Om de stride sensor automatisch te kalibreren kies je

  • Instellingen > Sportprofielen > Hardlopen > Stride sensor > Kalibratie > Automatisch

Als de stride sensor wordt gebruikt, kan de automatische kalibratie ook tijdens een sessie worden gestart. Houd LICHT ingedrukt om naar het Snelmenu te gaan en kies daarna Stride sensor > Kalibratie > Automatisch.

Pasfrequentie en -lengte

Pasfrequentie* is het aantal keren per minuut dat de voet met de stride sensor* de grond raakt. Paslengte* is de gemiddelde lengte van een pas. Dat is de afstand tussen je linker- en rechtervoet wanneer deze de grond raken. Loopsnelheid = 2 * paslengte * pasfrequentie Er zijn twee manieren om sneller te lopen: je benen met een hogere frequentie bewegen of grotere passen nemen. Top langeafstandslopers lopen gewoonlijk met een hoge pasfrequentie van 85-95. Heuvel op zijn de pasfrequentiewaarden lager. Heuvel af zijn ze hoger. Lopers passen hun paslengte aan om snelheid op te bouwen; de paslengte neemt toe naarmate de snelheid toeneemt. De meest gemaakte fout bij beginnende lopers is het maken van te grote passen. De meest efficiënte paslengte is de natuurlijke – die waarbij men zich het prettigst voelt. Je kunt tijdens wedstrijden harder lopen door je beenspieren te versterken, zodat deze je met grotere passen vooruit brengen.

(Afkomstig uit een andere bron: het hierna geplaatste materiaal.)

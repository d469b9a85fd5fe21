pub mod auth_service;
pub mod comment_service;
pub mod post_service;
pub mod reaction_service;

Probeer ook de efficiëntie van de pasfrequentie te maximaliseren. Het is niet eenvoudig om de pasfrequentie te verbeteren, maar als je op de juiste wijze traint, kun je het gedurende de gehele training volhouden en je prestaties maximaliseren. Om de pasfrequentie te ontwikkelen, moet de zenuw-spierbinding betrekkelijk vaak worden getraind. Eenmaal per week een sessie pasfrequentie trainen is een goed begin. Neem wat pasfrequentiewerk op in de rest van je week. Tijdens lange, gemakkelijke afstanden kun je zo nu en dan de pasfrequentie opvoeren. Een goede manier om de paslengte te verbeteren, is specifieke krachtsinspanningen te ondernemen, zoals over heuvels lopen, in los zand lopen of trappen op lopen. Een zesweekse trainingsperiode met daarin krachtwerk zou moeten leiden tot merkbare verbeteringen van de paslengte, en als dit wordt gecombineerd met een snellere beensnelheid (zoals korte passen bij het beste 5 km-tempo), zouden ook merkbare verbeteringen van de algemene snelheid moeten kunnen worden waargenomen.